Please reproduce exactly the lines from the start of the records through the one containing "a null reference.", and nothing more.
+++++
impl Value {
    /// The zero value of a location typed `signature`.
    ///
    /// Value types get all their instance fields zeroed, recursively.
    #[must_use]
    pub fn default_for(signature: &TypeSig, symbols: &dyn SymbolTable) -> Value {
        match signature {
            TypeSig::Void => Value::Void,
            TypeSig::Boolean | TypeSig::Char | TypeSig::I4 => Value::I4(0),
            TypeSig::I8 => Value::I8(0),
            TypeSig::R8 => Value::R8(0.0),
            TypeSig::IntPtr => Value::IntPtr(0),
            TypeSig::ValueType(token) => {
                if let Some(primitive) = symbols.core_types().primitive_sig(*token) {
                    return Value::default_for(&primitive, symbols);
                }
                let fields = symbols
                    .instance_fields(*token)
                    .iter()
                    .map(|field| (field.token, Value::default_for(&field.signature, symbols)))
                    .collect();
                Value::ValueType {
                    type_token: *token,
                    fields,
                }
            }
            TypeSig::String
            | TypeSig::Object
            | TypeSig::Class(_)
            | TypeSig::ByRef(_)
            | TypeSig::SzArray(_)
            | TypeSig::GenericParam(_) => Value::Null,
        }
    }

    /// Whether the value is a null reference.
    #[must_use]
    pub fn is_null(&self) -> bool {
        matches!(self, Value::Null)
    }

    /// The value as a 32-bit integer.
    ///
    /// # Errors
    /// Returns [`Error::TypeMismatch`] for non-integer values.
    pub fn as_i4(&self) -> Result<i32> {
        match self {
            Value::I4(value) => Ok(*value),
            #[allow(clippy::cast_possible_truncation)]
            Value::I8(value) | Value::IntPtr(value) => Ok(*value as i32),
            other => Err(Error::TypeMismatch(format!("expected int32, found {other}"))),
        }
    }

    /// The value as a 64-bit integer, sign-extending `int32`.
    ///
    /// # Errors
    /// Returns [`Error::TypeMismatch`] for non-integer values.
    pub fn as_i8(&self) -> Result<i64> {
        match self {
            Value::I4(value) => Ok(i64::from(*value)),
            Value::I8(value) | Value::IntPtr(value) => Ok(*value),
            other => Err(Error::TypeMismatch(format!("expected int64, found {other}"))),
        }
    }

    /// The value as a float.
    ///
    /// # Errors
    /// Returns [`Error::TypeMismatch`] for non-numeric values.
    pub fn as_r8(&self) -> Result<f64> {
        match self {
            Value::R8(value) => Ok(*value),
            Value::I4(value) => Ok(f64::from(*value)),
            #[allow(clippy::cast_precision_loss)]
            Value::I8(value) | Value::IntPtr(value) => Ok(*value as f64),
            other => Err(Error::TypeMismatch(format!("expected float64, found {other}"))),
        }
    }

    /// Truthiness as tested by `brtrue`: non-zero numbers and non-null references.
    #[must_use]
    pub fn is_true(&self) -> bool {
        match self {
            Value::I4(value) => *value != 0,
            Value::I8(value) | Value::IntPtr(value) => *value != 0,
            Value::R8(value) => *value != 0.0,
            Value::Null | Value::Void => false,
            Value::ObjectRef(_)
            | Value::ManagedPtr(_)
            | Value::FunctionPointer(_)
            | Value::ValueType { .. } => true,
        }
    }

    /// The referenced heap object, `None` for null.
    ///
    /// # Errors
    /// Returns [`Error::TypeMismatch`] for values that are not object references.
    pub fn as_object(&self) -> Result<Option<HeapRef>> {
        match self {
            Value::ObjectRef(object) => Ok(Some(*object)),
            Value::Null => Ok(None),
            other => Err(Error::TypeMismatch(format!(
                "expected object reference, found {other}"
            ))),
        }
    }

    /// The value as a managed pointer.
    ///
    /// # Errors
    /// Returns [`Error::TypeMismatch`] for values that are not managed pointers.
    pub fn as_pointer(&self) -> Result<&ManagedPointer> {
        match self {
            Value::ManagedPtr(pointer) => Ok(pointer),
            other => Err(Error::TypeMismatch(format!(
                "expected managed pointer, found {other}"
            ))),
        }
    }

    /// The type token of an unboxed value type instance.
    #[must_use]
    pub fn value_type_token(&self) -> Option<Token> {
        match self {
            Value::ValueType { type_token, .. } => Some(*type_token),
            _ => None,
        }
    }

    /// A field of an unboxed value type instance.
    ///
    /// # Errors
    /// Returns [`Error::FieldNotFound`] if the instance has no such field and
    /// [`Error::TypeMismatch`] if the value is not a value type instance.
    pub fn field(&self, field: Token) -> Result<&Value> {
        match self {
            Value::ValueType { fields, .. } => fields
                .iter()
                .find(|(token, _)| *token == field)
                .map(|(_, value)| value)
                .ok_or(Error::FieldNotFound(field)),
            other => Err(Error::TypeMismatch(format!(
                "expected value type instance, found {other}"
            ))),
        }
    }

    /// Replaces a field of an unboxed value type instance.
    ///
    /// # Errors
    /// Returns [`Error::FieldNotFound`] if the instance has no such field and
    /// [`Error::TypeMismatch`] if the value is not a value type instance.
    pub fn set_field(&mut self, field: Token, value: Value) -> Result<()> {
        match self {
            Value::ValueType { fields, .. } => {
                let slot = fields
                    .iter_mut()
                    .find(|(token, _)| *token == field)
                    .ok_or(Error::FieldNotFound(field))?;
                slot.1 = value;
                Ok(())
            }
            other => Err(Error::TypeMismatch(format!(
                "expected value type instance, found {other}"
            ))),
        }
    }
}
+++++
● Response to this task:
impl Value {
    /// The zero value of a location typed `signature`.
    ///
    /// Value types get all their instance fields zeroed, recursively.
    #[must_use]
    pub fn default_for(signature: &TypeSig, symbols: &dyn SymbolTable) -> Value {
        match signature {
            TypeSig::Void => Value::Void,
            TypeSig::Boolean | TypeSig::Char | TypeSig::I4 => Value::I4(0),
            TypeSig::I8 => Value::I8(0),
            TypeSig::R8 => Value::R8(0.0),
            TypeSig::IntPtr => Value::IntPtr(0),
            TypeSig::ValueType(token) => {
                if let Some(primitive) = symbols.core_types().primitive_sig(*token) {
                    return Value::default_for(&primitive, symbols);
                }
                let fields = symbols
                    .instance_fields(*token)
                    .iter()
                    .map(|field| (field.token, Value::default_for(&field.signature, symbols)))
                    .collect();
                Value::ValueType {
                    type_token: *token,
                    fields,
                }
            }
            TypeSig::String
            | TypeSig::Object
            | TypeSig::Class(_)
            | TypeSig::ByRef(_)
            | TypeSig::SzArray(_)
            | TypeSig::GenericParam(_) => Value::Null,
        }
    }

    /// Whether the value is a null reference.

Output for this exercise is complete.